■ EXERCISE DIRECTIONS ■
Look through the records below, and whenever a line contains "messages", copy it.

■ DATA FOR REVIEW ■
━━━━━━━━━━

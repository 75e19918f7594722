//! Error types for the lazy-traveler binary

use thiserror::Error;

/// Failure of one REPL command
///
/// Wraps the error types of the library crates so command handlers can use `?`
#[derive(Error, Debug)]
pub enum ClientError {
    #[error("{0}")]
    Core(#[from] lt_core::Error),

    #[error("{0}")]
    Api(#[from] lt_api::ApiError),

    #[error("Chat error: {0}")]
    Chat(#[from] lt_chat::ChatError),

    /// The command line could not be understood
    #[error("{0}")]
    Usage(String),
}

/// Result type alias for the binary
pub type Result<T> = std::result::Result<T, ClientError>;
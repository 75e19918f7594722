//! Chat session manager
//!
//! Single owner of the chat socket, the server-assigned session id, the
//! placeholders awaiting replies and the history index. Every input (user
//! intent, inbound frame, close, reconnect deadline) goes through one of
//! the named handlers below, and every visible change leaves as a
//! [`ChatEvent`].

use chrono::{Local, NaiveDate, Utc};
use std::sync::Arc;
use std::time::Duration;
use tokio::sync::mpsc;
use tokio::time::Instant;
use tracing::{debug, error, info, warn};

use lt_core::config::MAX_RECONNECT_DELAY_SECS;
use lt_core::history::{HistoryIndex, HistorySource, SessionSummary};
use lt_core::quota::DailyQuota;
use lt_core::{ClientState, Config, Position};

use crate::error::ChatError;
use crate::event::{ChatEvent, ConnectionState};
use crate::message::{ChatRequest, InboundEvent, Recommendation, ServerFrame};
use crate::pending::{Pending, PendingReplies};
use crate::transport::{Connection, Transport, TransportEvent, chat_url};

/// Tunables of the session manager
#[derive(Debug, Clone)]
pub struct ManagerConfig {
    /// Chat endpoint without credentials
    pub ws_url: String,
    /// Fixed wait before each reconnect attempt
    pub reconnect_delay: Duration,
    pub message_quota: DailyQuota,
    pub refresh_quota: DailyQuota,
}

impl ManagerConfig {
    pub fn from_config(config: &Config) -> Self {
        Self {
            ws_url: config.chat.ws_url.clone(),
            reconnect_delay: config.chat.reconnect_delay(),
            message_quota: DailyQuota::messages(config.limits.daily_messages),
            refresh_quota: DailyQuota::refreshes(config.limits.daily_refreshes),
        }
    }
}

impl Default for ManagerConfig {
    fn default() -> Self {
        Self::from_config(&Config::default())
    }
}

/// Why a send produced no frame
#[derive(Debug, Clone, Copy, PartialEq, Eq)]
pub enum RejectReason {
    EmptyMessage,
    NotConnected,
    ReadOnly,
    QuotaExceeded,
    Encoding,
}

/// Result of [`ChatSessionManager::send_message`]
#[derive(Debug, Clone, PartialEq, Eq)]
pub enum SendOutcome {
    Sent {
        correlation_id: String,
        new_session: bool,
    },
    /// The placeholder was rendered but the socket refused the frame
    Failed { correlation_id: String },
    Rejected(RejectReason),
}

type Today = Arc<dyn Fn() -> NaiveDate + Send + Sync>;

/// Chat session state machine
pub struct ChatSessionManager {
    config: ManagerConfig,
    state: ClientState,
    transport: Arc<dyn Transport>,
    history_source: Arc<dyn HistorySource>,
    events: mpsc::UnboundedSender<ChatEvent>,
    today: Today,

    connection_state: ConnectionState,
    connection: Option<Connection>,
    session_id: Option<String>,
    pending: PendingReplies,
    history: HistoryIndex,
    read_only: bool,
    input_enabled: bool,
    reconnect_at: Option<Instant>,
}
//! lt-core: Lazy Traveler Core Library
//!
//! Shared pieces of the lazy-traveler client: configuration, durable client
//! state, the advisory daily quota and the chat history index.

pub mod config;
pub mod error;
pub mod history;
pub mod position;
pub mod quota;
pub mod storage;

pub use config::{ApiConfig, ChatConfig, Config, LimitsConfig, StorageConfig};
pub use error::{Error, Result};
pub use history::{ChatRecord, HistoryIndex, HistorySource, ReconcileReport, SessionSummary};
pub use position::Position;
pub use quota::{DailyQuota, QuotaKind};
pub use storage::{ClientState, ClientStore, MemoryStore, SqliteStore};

━━━━━━━━━━

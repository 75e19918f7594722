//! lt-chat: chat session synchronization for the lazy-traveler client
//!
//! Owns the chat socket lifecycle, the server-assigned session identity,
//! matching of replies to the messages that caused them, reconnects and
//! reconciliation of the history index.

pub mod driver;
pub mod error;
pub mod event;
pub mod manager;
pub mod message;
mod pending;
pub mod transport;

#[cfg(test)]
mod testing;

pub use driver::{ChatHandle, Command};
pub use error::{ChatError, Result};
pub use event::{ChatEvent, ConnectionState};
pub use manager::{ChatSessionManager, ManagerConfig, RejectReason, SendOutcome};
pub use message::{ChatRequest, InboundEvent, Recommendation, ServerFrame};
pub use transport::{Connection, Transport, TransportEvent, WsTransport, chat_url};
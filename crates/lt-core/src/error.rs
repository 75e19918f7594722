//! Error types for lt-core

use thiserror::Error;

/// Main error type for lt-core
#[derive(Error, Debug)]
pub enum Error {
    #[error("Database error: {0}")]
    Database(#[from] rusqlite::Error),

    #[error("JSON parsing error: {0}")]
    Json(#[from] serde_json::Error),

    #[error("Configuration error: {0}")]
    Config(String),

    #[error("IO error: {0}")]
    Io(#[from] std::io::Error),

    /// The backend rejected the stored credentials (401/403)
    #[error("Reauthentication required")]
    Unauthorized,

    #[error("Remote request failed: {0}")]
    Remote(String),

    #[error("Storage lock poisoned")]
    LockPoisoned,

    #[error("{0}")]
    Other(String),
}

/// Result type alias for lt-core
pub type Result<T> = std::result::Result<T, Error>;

━━━━━━━━━━

■ YOUR SOLUTION ■
            message_quota: DailyQuota::messages(config.limits.daily_messages),
//! matching of replies to the messages that caused them, reconnects and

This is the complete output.